Well, he thought, as he pulled his head under the water, his short crew cut spreading the warmth quickly across his entire scalp, that had changed. Maybe he had done something serious. Maybe he had upset someone in a grand way. He must have.

And now that the door to such possibilities had creaked open, doubts snuck in and his mind raced. Now that he thought about it, maybe he did have a couple of ideas.

But he was sure that whoever had tried to kill him, hadn’t seen that he’d survived—and that would give him the element of surprise. He’d find out who did this, and settle the score in some way. If that meant the police, it meant the police, but for the time being he would keep them out of it. No point flooding Crook’s Hollow—the little village of three thousand souls that he had lived in all his life—with fluorescent jackets and door-knocking. All that ever does is make local people clam tight and stick to their own.
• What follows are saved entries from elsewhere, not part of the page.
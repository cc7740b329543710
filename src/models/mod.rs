pub mod common;
pub mod image;
pub mod request;

pub use common::*;
pub use image::*;
pub use request::*;
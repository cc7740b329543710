use serde_json::{json, Value};

use super::{ProviderAdapter, SizePolicy};
use crate::{config::ProviderConfig, models::ProviderInput};

pub const XAI_SIZES: &[u32] = &[256, 512, 1024];

/// xAI-style image endpoint. No moderation endpoint is offered.
#[derive(Debug, Clone)]
pub struct XaiAdapter {
    config: ProviderConfig,
}

impl XaiAdapter {
    pub fn new(config: ProviderConfig) -> Self {
        Self { config }
    }
}

impl ProviderAdapter for XaiAdapter {
    fn name(&self) -> &'static str {
        "xAI"
    }

    fn config(&self) -> &ProviderConfig {
        &self.config
    }

    // Only square-ish presets are served; snap each side to the nearest one.
    fn size_policy(&self) -> SizePolicy {
        SizePolicy::Snap(XAI_SIZES)
    }

    fn build_request(&self, input: &ProviderInput) -> Value {
        if input.extras.quality.is_some() || input.extras.style.is_some() {
            log::debug!("xAI ignores quality/style extras");
        }

        json!({
            "model": input.extras.model.as_deref().unwrap_or(&self.config.model),
            "prompt": input.prompt,
            "n": 1,
            "size": input.size(),
            "response_format": "b64_json",
        })
    }
}

#[cfg(test)]
mod tests {
    use super::*;
    use crate::models::GenerationRequest;

    #[test]
    fn test_payload_uses_snapped_size() {
        let adapter = XaiAdapter::new(ProviderConfig::xai());
        let input = adapter.size_policy().apply(GenerationRequest {
            prompt: "neon koi".into(),
            width: 300,
            height: 900,
            extras: Default::default(),
        });
        let payload = adapter.build_request(&input);
        assert_eq!(
            payload,
            json!({
                "model": "grok-2-image",
                "prompt": "neon koi",
                "n": 1,
                "size": "256x1024",
                "response_format": "b64_json",
            })
        );
    }

    #[test]
    fn test_no_moderation() {
        assert!(XaiAdapter::new(ProviderConfig::xai()).moderation().is_none());
    }
}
Like him. He knew the community, and was sure he’d find out more by himself.

He decided to start first thing.
 

4

At seven sharp, he left his flat above the post office and made his way down the steep stairs at the back of the building, the rusted iron structure his only access to and from his front door. He didn’t need to keep quiet; the landlords, Ahmed and Mo, would be opening up the post office about now. When the two brothers of Indian descent had bought the village post office, the purchase had caused a stir that Thor felt, even at fifteen. A decade later, the brothers were a big part of village life, loved by many and respected by most, and good friends to Thor.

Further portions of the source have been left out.